There is a school of thought that says that you should leave your children’s education to the teachers so that you do not create problems by all the children starting a new class or term at different levels to one another. The fact is, though, that all children will naturally be at different levels and it is no reason to disadvantage your children by not giving them the kind of head start that will help them to succeed around their peers.
As parents, you might have started dreaming about announcing their graduation news with cards (like https://www.jostens.com/graduation/high-school/announcements what makes available). However, it takes constant educational assistance and patience to help a child become scholarly. With this in mind, let us look to ways that can help your child achieve success from education, whichever school you decide to send them to.

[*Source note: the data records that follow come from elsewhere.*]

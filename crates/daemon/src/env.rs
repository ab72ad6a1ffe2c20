// SPDX-License-Identifier: BUSL-1.1
// Copyright (c) 2026 Alfred Jean LLC

//! Centralized environment variable access for the daemon crate.

use std::path::PathBuf;

/// Default log filter when `LULL_LOG` is unset.
pub const DEFAULT_LOG_FILTER: &str = "info";

fn non_empty(var: &str) -> Option<String> {
    std::env::var(var).ok().filter(|s| !s.is_empty())
}

/// Compositor socket: SWAYSOCK > I3SOCK
pub fn socket_path() -> Option<PathBuf> {
    non_empty("SWAYSOCK").or_else(|| non_empty("I3SOCK")).map(PathBuf::from)
}

/// Settings file: LULL_CONFIG > $XDG_CONFIG_HOME/lull/config.toml
pub fn config_path() -> Option<PathBuf> {
    if let Some(path) = non_empty("LULL_CONFIG") {
        return Some(PathBuf::from(path));
    }
    dirs::config_dir().map(|dir| dir.join("lull").join("config.toml"))
}

/// Log filter directives (`EnvFilter` syntax)
pub fn log_filter() -> String {
    non_empty("LULL_LOG").unwrap_or_else(|| DEFAULT_LOG_FILTER.to_string())
}

#[cfg(test)]
#[path = "env_tests.rs"]
mod tests;
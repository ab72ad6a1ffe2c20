// SPDX-License-Identifier: BUSL-1.1
// Copyright (c) 2026 Alfred Jean LLC

//! In-memory transports and a fake compositor for tests.

use std::future::Future;
use std::io;
use std::pin::Pin;
use std::sync::atomic::{AtomicU32, Ordering};
use std::sync::Arc;

use async_trait::async_trait;
use lull_core::{CommandOutcome, Node, Workspace};
use lull_wire::{encode_raw, read_frame, RawFrame};
use parking_lot::Mutex;
use tokio::io::{AsyncWriteExt, DuplexStream};

use crate::compositor::Compositor;
use crate::connector::{BoxedStream, Connector};
use crate::error::ClientError;

type ServeFn = dyn Fn(u32, DuplexStream) -> Pin<Box<dyn Future<Output = ()> + Send>> + Send + Sync;

/// A connector that refuses the first `failures` attempts, then hands out
/// in-memory streams whose far end is driven by `server`.
///
/// `server` receives the 1-based index of the successful connection, so a
/// test can script different behavior for the first and later connections.
pub struct ScriptedConnector {
    remaining_failures: AtomicU32,
    remaining_dead: AtomicU32,
    attempts: AtomicU32,
    connections: AtomicU32,
    server: Box<ServeFn>,
}

impl ScriptedConnector {
    pub fn new<F, Fut>(failures: u32, server: F) -> Self
    where
        F: Fn(u32, DuplexStream) -> Fut + Send + Sync + 'static,
        Fut: Future<Output = ()> + Send + 'static,
    {
        Self {
            remaining_failures: AtomicU32::new(failures),
            remaining_dead: AtomicU32::new(0),
            attempts: AtomicU32::new(0),
            connections: AtomicU32::new(0),
            server: Box::new(move |n, stream| -> Pin<Box<dyn Future<Output = ()> + Send>> {
                Box::pin(server(n, stream))
            }),
        }
    }

    /// Hand out `n` connections whose far end is already closed, so the
    /// first write on each fails with a broken pipe. They count as
    /// successful connections and come before any live ones.
    pub fn dead_connections(self, n: u32) -> Self {
        self.remaining_dead.store(n, Ordering::SeqCst);
        self
    }

    /// Connect attempts so far, failed ones included.
    pub fn attempts(&self) -> u32 {
        self.attempts.load(Ordering::SeqCst)
    }

    /// Successful connections so far.
    pub fn connections(&self) -> u32 {
        self.connections.load(Ordering::SeqCst)
    }
}

#[async_trait]
impl Connector for ScriptedConnector {
    async fn connect(&self) -> io::Result<BoxedStream> {
        self.attempts.fetch_add(1, Ordering::SeqCst);
        let refused = self
            .remaining_failures
            .fetch_update(Ordering::SeqCst, Ordering::SeqCst, |n| n.checked_sub(1))
            .is_ok();
        if refused {
            return Err(io::Error::new(io::ErrorKind::ConnectionRefused, "scripted refusal"));
        }
        let index = self.connections.fetch_add(1, Ordering::SeqCst) + 1;
        let (client, server) = tokio::io::duplex(64 * 1024);
        let dead = self
            .remaining_dead
            .fetch_update(Ordering::SeqCst, Ordering::SeqCst, |n| n.checked_sub(1))
            .is_ok();
        if dead {
            drop(server);
        } else {
            tokio::spawn((self.server)(index, server));
        }
        Ok(Box::new(client))
    }

    fn describe(&self) -> String {
        "scripted".to_string()
    }
}

/// Answer request frames until the peer hangs up.
///
/// `respond` maps each incoming frame to the raw bytes to write back (zero,
/// one or several frames). Returning `None` drops the connection.
pub async fn serve<F>(mut stream: DuplexStream, mut respond: F)
where
    F: FnMut(RawFrame) -> Option<Vec<Vec<u8>>> + Send,
{
    while let Ok(frame) = read_frame(&mut stream).await {
        let Some(replies) = respond(frame) else {
            return;
        };
        for reply in replies {
            if stream.write_all(&reply).await.is_err() {
                return;
            }
        }
    }
}

/// Encode a JSON value as a frame with the given code.
pub fn frame(code: u32, body: &serde_json::Value) -> Vec<u8> {
    encode_raw(code, body.to_string().as_bytes())
}

/// Compositor double over a fixed tree and workspace list.
#[derive(Default)]
pub struct FakeCompositor {
    tree: Mutex<Option<Node>>,
    workspaces: Mutex<Vec<Workspace>>,
    commands: Mutex<Vec<String>>,
}

impl FakeCompositor {
    pub fn new(tree: Node) -> Self {
        Self { tree: Mutex::new(Some(tree)), ..Self::default() }
    }

    pub fn set_tree(&self, tree: Node) {
        *self.tree.lock() = Some(tree);
    }

    pub fn set_workspaces(&self, workspaces: Vec<Workspace>) {
        *self.workspaces.lock() = workspaces;
    }

    /// Commands received so far, in order.
    pub fn commands(&self) -> Vec<String> {
        self.commands.lock().clone()
    }
}

#[async_trait]
impl Compositor for FakeCompositor {
    async fn get_tree(&self) -> Result<Node, ClientError> {
        self.tree.lock().clone().ok_or(ClientError::Closed)
    }

    async fn get_workspaces(&self) -> Result<Vec<Workspace>, ClientError> {
        Ok(self.workspaces.lock().clone())
    }

    async fn run_command(&self, command: &str) -> Result<Vec<CommandOutcome>, ClientError> {
        self.commands.lock().push(command.to_string());
        Ok(vec![CommandOutcome { success: true, parse_error: false, error: None }])
    }
}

Many teachers will say that the reason children do not perform to their best in lessons is that they are tired. They are right on this because many parents do make the mistake of thinking that children have surplus energy to give away when the fact is they need more and not less than adults to face the day ahead.
With this in mind, we looked up the recommended hours of sleep required in any 24 hours for the different age groups. They are as follows:
Newborns (up to 1 year) – 14 to 17 hours.
Toddlers (1 – 2 years) – 11 to 12.5 hours.
Young Children (3 to 5 years) – 10.5 to 11.5 hours
Children (6 to 7 years) – 10.5 hours.
Children (7 to 13 years) – 10 hours.
Teenagers (13 – 18 years) – 8 to 10 hours.
Adults (18 – 60 years) – 7 or more hours.
Adults (61 – 64 years) – 7 to 9 hours.
Adults (65 years) – 7 to 8 hours.
So, at least 7 hours is recommended for every age group, and more for children and teenagers, who will be in education. This means that it should not be the case that children play video games or watch television until the early hours. This kind of activity should be restricted to a certain time only. Many of it goes undetected in bedrooms with headphones on, perhaps, but it is important to keep a close eye on it as a parent so that children get enough sleep and are educated by a variety of different activities, not just gaming and TV.
There is no substitute for hearing your child read from an early age and then having them continue to read to you. It gives them fluency, improves their vocabulary, comprehension, and makes them able to read faster while maintaining that understanding. Reading is the basis of everything. It is how we learn from any subject. So, not having given it enough attention early on will only slow down a child’s progress later on. It is also about creating that love for reading, too, by allowing them to choose books rather than them only getting to read the ones they are told to read.
Flashcards are a great tool for helping children to remember words. Word recognition is a big part of reading. Then, of course, there is that added complication when learning the English language where words will sound the same yet be spelled differently and have a completely different meaning. A tip here might be to single a few of these out at an early stage so that your child understands the difference. This prevents common writing habits from forming. For example, teach them the difference between words such as “there” and “their” sooner rather than later.
To cater to all ages here, there is no doubt that as education continues, there will be that need for your child to need to present their ideas verbally in front of their class. This can be daunting enough as an adult but it need not be when a child has grown up with it. The ability to talk about a chosen subject for 3 minutes without notes would be a good exercise to get them used to this. Start them with a subject that they are passionate about. Then keep this up, increasing the family group that will be listening to them.
Think of areas of maths that will prove useful to your child in later life. Provide some examples of what they will need to know for employment, for example. Anyone in business will, for instance, need to know about percentages to be able to work out income tax and sales tax.
Repeating the “times table” at an earlier age will help with working out maths at speed later on in life. It is surprising how useful knowing this can be for lots of mathematical calculations.
An interest in science from an early age will give your child an interest in nature and how things work. It encourages greater engagement with the world in general. A curious child becomes one that is eager to learn.
Putting in context the world around us is about having a thorough understanding of the world’s places. This will also make a child more interested in the news when it is shown on television.
Learning to drive in later life is about navigating your way around and this is something that can be learned as a passenger before anyone is even old enough to drive.
The value of history is in being able to learn from the past. Having your child help research your family history through obituary archive websites like https://www.genealogybank.com/explore/census/1910-records will certainly give them that interest in past events. A good place to start too is to learn about the different kings and queens, as these set out the different periods in history that we can associate all kinds of events with.
So, think about what subjects will give your child a head start in the world initially and then those that will help in later life too. We can aid the educational journey of our children and give them a chance in what has become a very competitive world. What is remembered early can set us up perfectly for a lifetime of learning.